- [EXERCISE MATERIAL]
▬▬▬▬▬▬
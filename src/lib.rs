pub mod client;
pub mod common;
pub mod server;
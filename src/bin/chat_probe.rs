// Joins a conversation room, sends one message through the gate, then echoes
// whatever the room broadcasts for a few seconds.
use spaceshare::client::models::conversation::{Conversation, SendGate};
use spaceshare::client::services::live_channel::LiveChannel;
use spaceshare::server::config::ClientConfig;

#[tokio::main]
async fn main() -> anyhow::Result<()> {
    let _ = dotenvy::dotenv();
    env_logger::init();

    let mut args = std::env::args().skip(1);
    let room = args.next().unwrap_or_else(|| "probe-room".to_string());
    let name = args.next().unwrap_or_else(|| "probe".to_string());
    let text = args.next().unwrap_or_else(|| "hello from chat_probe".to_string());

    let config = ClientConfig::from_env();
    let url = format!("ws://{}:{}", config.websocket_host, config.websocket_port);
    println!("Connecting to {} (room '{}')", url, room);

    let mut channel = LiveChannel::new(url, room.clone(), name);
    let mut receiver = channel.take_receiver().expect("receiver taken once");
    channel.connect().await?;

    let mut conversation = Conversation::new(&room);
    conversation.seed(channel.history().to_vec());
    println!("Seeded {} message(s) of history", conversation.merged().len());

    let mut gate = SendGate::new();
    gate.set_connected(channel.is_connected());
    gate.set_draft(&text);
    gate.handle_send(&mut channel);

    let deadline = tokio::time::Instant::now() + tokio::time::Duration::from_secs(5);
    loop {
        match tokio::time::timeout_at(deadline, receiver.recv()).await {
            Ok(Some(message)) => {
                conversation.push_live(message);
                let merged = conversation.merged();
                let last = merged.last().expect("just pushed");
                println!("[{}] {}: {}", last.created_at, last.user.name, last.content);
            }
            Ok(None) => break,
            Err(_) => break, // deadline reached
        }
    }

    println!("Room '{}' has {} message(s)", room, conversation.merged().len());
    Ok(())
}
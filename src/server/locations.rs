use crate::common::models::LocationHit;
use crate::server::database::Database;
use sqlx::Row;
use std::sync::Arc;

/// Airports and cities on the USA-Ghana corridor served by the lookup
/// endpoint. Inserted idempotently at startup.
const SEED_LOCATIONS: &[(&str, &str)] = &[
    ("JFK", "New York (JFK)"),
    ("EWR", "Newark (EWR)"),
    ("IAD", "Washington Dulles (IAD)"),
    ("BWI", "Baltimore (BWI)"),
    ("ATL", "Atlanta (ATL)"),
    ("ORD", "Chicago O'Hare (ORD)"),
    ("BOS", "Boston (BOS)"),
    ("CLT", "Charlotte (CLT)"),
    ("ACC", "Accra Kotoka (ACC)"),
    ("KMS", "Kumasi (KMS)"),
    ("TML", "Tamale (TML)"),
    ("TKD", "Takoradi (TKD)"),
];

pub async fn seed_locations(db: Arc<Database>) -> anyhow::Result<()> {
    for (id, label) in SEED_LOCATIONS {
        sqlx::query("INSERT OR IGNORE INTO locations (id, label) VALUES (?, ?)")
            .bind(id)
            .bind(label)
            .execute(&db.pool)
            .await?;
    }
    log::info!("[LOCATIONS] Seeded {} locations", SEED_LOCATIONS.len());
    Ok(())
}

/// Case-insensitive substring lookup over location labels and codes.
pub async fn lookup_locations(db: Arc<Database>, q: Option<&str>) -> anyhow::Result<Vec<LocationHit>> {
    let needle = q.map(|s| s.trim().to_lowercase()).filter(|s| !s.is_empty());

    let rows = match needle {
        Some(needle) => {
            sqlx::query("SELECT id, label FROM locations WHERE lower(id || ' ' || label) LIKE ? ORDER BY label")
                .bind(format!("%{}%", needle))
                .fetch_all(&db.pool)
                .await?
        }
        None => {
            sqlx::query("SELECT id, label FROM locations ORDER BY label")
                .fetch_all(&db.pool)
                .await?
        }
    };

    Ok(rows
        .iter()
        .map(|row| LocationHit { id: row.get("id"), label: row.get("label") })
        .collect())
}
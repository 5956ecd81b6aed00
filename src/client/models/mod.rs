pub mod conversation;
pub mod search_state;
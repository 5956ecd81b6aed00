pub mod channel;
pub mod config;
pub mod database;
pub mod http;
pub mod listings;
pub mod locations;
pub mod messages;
▬▬▬▬▬▬
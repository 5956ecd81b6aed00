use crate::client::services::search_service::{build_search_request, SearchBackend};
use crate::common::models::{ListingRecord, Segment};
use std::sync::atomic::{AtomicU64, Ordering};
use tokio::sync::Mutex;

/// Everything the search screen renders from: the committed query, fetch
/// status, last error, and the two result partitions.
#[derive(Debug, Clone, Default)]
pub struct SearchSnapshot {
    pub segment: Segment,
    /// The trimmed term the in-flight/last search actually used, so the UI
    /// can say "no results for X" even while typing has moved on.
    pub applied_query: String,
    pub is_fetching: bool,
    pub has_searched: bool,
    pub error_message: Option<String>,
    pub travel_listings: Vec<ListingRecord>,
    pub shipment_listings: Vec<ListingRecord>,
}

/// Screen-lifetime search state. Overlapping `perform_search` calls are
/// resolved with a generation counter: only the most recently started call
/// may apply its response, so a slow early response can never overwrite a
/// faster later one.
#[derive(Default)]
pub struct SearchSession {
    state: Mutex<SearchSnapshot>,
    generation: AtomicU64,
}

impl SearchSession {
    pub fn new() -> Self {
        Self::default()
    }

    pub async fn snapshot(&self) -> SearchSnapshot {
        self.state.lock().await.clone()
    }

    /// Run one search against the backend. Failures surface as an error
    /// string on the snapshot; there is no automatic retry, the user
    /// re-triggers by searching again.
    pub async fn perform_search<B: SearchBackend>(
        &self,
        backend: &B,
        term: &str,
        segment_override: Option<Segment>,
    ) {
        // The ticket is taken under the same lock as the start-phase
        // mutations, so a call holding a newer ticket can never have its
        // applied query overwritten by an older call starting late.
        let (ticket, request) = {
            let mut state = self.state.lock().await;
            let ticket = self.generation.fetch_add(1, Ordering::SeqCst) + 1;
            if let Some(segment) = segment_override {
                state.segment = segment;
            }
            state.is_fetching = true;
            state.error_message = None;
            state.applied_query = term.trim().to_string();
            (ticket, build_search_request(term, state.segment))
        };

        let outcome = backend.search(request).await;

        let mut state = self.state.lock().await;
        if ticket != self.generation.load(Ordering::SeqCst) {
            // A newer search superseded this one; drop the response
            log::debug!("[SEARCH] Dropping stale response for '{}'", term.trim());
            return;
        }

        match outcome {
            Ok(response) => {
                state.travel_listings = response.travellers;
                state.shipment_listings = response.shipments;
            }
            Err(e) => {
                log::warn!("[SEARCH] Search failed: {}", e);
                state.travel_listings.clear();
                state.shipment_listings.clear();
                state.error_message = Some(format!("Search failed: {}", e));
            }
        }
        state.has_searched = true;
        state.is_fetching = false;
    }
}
▬▬▬▬▬▬
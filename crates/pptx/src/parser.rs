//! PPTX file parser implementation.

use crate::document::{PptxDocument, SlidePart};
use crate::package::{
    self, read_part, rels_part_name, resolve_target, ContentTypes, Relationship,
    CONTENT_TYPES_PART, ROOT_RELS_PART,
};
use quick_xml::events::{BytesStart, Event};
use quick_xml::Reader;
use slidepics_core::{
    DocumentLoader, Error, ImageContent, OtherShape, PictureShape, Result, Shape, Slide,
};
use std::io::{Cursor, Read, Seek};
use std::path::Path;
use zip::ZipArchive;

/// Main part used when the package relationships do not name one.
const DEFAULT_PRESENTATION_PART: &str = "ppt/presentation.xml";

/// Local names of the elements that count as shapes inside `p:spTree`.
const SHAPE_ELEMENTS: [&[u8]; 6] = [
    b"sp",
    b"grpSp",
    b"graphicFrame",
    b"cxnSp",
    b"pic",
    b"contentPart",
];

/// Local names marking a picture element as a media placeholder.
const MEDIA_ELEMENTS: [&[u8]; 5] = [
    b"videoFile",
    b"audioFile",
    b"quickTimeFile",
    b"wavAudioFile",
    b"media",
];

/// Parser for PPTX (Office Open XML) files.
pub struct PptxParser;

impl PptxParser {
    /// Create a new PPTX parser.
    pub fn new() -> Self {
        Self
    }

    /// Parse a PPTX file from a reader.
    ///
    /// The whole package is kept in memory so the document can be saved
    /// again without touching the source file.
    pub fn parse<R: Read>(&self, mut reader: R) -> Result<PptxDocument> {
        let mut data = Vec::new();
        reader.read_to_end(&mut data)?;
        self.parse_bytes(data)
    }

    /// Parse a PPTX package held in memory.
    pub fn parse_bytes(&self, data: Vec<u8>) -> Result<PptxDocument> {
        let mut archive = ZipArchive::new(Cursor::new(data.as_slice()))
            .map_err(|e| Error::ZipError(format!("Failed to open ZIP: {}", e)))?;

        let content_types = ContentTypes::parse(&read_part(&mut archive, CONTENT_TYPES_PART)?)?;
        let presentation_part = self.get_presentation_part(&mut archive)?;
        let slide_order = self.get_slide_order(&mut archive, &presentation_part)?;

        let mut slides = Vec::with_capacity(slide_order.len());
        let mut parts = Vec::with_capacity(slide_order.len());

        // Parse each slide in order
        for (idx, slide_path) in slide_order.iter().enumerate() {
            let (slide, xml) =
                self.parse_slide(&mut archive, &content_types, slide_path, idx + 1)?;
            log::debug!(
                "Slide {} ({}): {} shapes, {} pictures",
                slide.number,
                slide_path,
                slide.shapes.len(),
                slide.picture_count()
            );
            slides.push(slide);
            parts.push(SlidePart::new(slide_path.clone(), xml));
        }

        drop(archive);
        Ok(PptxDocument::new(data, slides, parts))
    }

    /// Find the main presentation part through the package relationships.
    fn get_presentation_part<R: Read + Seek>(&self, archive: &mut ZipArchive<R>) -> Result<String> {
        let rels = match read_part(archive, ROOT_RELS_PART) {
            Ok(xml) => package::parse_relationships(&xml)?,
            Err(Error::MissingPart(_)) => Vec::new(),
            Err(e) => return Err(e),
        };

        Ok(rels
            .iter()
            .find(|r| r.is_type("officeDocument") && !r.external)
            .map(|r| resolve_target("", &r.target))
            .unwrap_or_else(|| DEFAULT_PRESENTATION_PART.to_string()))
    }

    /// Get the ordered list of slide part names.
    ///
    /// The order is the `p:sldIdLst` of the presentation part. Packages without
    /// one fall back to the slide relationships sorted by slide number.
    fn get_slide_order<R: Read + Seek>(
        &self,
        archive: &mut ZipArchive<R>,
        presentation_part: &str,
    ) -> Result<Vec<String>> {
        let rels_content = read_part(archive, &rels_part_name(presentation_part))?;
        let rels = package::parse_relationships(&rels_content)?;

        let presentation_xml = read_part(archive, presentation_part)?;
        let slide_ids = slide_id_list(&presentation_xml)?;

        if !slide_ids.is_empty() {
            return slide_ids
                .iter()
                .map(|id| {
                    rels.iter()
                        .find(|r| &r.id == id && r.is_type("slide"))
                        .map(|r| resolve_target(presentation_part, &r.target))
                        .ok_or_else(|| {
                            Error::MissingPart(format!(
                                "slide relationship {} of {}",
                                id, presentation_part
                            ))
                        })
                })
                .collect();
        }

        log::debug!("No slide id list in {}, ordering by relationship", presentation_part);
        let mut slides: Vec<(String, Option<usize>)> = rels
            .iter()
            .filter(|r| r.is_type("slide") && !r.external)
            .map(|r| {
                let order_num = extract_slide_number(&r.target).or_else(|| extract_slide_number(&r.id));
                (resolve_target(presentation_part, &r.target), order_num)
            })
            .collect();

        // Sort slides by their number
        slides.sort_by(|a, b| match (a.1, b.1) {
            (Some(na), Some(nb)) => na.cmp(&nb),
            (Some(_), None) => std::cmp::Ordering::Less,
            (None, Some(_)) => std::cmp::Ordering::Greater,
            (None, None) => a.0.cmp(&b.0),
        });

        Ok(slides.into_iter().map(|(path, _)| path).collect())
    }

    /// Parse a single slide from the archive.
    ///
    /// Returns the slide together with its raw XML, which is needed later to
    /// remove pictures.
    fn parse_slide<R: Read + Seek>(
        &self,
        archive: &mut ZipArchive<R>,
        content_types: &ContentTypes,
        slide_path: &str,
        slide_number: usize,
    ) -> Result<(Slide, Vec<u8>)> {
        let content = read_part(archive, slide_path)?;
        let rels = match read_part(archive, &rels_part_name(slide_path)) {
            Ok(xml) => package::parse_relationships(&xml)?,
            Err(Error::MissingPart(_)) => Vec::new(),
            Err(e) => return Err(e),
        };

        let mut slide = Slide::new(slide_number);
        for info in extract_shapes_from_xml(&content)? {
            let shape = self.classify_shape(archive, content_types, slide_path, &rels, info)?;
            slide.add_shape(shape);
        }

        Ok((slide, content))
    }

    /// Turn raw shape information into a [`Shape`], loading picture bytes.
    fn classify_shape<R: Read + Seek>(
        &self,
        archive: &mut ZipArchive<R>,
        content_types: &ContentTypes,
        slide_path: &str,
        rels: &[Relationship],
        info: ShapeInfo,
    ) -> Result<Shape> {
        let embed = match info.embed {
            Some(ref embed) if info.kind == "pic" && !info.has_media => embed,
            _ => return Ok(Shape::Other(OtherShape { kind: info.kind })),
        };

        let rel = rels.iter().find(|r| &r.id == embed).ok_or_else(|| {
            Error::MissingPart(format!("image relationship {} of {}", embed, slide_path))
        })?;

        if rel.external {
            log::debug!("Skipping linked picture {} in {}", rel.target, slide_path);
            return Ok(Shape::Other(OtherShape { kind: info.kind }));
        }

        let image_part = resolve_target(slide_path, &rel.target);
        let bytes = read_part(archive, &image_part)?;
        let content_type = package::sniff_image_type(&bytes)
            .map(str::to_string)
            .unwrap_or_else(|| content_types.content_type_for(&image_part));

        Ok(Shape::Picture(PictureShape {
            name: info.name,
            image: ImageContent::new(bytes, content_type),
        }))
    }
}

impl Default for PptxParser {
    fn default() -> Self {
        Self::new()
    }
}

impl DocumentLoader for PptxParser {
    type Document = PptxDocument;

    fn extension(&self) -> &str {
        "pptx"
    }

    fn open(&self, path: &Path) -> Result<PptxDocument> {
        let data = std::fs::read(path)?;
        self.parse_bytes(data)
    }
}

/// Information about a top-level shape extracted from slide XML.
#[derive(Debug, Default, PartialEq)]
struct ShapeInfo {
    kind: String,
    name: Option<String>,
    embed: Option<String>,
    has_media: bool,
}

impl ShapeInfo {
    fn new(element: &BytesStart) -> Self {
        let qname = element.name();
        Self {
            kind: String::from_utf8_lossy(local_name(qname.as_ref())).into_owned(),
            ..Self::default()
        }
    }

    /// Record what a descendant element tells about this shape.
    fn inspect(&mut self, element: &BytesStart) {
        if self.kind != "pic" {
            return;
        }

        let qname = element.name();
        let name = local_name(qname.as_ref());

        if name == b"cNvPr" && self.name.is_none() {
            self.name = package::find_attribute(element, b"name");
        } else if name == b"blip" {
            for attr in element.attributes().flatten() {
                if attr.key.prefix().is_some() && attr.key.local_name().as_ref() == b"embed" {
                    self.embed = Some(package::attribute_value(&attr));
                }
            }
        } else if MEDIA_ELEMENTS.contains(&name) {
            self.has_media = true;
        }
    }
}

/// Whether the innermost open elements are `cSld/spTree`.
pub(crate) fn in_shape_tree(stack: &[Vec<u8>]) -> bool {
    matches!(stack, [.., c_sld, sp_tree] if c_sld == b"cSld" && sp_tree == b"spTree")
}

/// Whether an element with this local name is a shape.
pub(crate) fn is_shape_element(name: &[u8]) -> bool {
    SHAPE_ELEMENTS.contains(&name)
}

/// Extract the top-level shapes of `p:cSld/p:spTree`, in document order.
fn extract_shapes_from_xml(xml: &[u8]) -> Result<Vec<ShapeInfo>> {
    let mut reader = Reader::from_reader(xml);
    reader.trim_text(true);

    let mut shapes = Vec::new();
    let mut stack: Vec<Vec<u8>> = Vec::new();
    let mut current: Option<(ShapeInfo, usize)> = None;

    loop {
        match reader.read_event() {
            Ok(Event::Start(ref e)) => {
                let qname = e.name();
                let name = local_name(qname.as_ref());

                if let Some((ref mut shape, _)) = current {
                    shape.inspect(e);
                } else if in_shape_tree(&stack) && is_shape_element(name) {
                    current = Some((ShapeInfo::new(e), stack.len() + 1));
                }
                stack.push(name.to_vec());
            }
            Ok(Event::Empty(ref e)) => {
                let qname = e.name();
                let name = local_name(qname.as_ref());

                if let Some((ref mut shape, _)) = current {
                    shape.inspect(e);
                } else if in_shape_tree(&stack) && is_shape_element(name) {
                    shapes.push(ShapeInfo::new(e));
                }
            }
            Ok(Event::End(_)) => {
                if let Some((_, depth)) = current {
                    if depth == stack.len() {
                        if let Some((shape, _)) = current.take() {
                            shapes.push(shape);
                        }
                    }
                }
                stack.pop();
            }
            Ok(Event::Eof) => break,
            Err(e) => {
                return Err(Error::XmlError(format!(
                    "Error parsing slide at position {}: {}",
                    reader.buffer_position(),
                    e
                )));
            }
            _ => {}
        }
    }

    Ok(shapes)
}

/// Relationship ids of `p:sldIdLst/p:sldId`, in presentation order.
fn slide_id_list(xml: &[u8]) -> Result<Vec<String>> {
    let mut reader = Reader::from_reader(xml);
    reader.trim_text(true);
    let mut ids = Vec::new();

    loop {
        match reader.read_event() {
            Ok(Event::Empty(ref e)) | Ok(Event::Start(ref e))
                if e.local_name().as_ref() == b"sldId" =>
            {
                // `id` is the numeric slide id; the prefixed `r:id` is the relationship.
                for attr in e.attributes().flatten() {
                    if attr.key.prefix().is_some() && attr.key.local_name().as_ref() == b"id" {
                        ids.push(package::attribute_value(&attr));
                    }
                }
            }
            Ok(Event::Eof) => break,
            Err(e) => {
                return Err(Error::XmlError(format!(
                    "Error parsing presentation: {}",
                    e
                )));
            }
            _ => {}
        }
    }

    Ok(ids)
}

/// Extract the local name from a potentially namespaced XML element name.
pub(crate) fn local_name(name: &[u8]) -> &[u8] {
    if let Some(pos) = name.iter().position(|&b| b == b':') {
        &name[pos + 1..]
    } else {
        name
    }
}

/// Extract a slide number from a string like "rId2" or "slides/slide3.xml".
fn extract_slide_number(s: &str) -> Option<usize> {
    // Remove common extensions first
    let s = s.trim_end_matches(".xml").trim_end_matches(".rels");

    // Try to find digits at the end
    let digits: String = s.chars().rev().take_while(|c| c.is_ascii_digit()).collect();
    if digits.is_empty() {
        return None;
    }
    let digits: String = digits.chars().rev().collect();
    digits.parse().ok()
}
▬▬▬▬▬▬
- [WORK TASK]
Within the listing above, find every line containing the string "filter" and return it.

- [ANSWER TO THIS EXERCISE]
    let needle = q.map(|s| s.trim().to_lowercase()).filter(|s| !s.is_empty());
            .filter(|r| r.is_type("slide") && !r.external)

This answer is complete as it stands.